**THE PROBLEM**
Copy every line of the data that contains the string "fragments".

==*==

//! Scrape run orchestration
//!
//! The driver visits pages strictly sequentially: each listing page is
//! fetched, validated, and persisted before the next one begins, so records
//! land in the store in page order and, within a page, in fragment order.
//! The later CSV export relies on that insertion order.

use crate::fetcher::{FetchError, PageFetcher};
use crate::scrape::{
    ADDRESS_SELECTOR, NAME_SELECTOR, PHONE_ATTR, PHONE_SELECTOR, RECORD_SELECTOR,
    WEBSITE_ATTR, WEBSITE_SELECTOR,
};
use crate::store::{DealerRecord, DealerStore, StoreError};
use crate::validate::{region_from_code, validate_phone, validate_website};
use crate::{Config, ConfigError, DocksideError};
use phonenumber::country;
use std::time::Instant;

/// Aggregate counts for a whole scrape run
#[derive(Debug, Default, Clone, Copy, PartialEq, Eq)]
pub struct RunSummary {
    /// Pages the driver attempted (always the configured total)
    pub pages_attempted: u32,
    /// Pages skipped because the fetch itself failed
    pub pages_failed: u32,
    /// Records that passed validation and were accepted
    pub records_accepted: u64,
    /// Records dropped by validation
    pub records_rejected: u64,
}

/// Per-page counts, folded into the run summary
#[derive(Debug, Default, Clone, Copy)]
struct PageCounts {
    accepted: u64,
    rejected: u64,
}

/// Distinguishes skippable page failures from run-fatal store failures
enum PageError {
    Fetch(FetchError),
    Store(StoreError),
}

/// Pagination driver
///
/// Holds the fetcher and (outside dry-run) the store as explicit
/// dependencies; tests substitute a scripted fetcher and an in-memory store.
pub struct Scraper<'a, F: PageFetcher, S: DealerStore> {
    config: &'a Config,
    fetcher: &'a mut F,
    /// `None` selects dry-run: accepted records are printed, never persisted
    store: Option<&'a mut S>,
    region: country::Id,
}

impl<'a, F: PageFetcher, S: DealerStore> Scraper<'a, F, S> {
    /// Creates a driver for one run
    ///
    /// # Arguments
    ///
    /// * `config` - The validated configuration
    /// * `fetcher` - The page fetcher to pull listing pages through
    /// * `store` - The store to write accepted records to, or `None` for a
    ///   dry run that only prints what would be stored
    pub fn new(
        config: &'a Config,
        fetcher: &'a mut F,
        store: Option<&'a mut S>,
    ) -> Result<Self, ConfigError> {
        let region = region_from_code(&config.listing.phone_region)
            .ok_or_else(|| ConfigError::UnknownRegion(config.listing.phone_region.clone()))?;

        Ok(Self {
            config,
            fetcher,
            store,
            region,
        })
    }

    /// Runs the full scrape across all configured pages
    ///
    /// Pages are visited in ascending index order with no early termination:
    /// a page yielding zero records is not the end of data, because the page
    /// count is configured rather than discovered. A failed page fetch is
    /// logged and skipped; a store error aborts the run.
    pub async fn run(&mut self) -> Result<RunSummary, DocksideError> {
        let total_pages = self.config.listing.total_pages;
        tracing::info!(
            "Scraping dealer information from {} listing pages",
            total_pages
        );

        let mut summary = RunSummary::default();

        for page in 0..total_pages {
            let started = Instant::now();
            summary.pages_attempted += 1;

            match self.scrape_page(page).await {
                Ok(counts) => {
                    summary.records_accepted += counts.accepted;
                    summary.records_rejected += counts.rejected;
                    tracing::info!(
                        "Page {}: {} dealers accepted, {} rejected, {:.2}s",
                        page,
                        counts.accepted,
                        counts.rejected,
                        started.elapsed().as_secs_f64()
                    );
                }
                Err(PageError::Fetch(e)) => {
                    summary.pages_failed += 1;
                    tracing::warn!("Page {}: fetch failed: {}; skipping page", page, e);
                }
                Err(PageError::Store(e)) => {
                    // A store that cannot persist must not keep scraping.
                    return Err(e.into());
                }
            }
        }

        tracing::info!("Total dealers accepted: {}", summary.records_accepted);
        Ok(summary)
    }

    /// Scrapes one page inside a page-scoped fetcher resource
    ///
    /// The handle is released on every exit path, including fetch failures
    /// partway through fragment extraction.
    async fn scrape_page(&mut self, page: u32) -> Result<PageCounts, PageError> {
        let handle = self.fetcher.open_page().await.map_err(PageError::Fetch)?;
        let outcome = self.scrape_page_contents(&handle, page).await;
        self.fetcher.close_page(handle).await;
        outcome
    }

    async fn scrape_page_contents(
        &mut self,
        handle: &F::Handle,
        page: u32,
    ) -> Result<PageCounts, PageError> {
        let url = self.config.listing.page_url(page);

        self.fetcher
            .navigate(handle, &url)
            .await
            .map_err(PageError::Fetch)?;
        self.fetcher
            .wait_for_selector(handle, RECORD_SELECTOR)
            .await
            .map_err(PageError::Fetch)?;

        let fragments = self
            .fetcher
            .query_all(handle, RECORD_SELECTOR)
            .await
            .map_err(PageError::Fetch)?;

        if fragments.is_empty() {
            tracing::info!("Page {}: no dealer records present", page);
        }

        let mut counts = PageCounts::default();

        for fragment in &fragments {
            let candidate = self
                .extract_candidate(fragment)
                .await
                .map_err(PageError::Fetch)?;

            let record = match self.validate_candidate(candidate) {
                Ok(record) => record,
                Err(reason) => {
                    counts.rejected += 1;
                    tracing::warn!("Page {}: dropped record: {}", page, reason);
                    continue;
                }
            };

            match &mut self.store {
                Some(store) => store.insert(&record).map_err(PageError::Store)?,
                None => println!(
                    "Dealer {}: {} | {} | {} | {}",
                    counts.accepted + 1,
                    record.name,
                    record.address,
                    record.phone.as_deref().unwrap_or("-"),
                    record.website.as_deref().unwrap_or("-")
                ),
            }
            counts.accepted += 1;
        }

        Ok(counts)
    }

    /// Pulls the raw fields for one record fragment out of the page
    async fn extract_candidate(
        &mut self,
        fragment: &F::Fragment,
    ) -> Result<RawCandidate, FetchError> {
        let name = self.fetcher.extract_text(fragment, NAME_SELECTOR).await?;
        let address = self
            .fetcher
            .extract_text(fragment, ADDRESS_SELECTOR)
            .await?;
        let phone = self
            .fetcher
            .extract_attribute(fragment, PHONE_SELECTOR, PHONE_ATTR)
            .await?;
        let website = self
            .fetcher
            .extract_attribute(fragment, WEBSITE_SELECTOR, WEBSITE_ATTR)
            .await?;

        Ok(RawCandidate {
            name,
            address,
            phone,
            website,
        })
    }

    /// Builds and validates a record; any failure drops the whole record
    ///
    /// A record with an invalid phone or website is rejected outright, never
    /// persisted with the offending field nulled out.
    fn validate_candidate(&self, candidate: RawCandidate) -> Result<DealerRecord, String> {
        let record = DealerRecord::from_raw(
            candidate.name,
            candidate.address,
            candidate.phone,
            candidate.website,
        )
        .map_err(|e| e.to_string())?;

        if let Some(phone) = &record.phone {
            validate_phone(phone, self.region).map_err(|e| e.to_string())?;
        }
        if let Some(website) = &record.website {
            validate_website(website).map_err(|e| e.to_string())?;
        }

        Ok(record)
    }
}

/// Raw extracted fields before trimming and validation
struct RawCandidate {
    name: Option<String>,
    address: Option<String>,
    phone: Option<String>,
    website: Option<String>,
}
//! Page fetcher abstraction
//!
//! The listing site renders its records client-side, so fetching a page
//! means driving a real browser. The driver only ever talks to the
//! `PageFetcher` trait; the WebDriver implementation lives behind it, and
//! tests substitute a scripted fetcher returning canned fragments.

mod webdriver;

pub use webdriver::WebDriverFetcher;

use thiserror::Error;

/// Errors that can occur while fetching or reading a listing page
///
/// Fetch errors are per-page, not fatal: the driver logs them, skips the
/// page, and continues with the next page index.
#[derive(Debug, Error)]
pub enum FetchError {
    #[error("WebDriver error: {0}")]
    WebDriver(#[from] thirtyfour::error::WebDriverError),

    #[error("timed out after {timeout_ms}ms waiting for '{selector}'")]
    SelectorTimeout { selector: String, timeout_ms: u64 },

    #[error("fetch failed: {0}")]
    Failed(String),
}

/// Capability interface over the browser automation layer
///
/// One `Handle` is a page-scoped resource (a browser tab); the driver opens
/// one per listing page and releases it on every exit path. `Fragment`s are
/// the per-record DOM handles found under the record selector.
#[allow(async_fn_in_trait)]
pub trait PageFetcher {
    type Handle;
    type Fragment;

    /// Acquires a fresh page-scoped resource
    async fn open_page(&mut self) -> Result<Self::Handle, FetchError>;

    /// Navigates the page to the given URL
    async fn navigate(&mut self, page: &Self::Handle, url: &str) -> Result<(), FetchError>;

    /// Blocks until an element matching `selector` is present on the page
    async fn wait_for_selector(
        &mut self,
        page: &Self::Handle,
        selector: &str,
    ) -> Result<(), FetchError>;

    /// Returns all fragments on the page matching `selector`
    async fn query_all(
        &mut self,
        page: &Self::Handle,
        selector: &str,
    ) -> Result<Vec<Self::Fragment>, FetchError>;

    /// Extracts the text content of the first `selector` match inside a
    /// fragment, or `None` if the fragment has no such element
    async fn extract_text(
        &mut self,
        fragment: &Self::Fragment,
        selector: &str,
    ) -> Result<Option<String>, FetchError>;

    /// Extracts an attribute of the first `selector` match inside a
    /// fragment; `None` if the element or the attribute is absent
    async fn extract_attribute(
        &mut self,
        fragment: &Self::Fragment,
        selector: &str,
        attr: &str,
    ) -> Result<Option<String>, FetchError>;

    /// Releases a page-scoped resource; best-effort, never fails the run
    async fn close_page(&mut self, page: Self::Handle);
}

==*==

**RESULT OF THE TASK**
        let fragments = self
        if fragments.is_empty() {
        for fragment in &fragments {
//! tests substitute a scripted fetcher returning canned fragments.
    /// Returns all fragments on the page matching `selector`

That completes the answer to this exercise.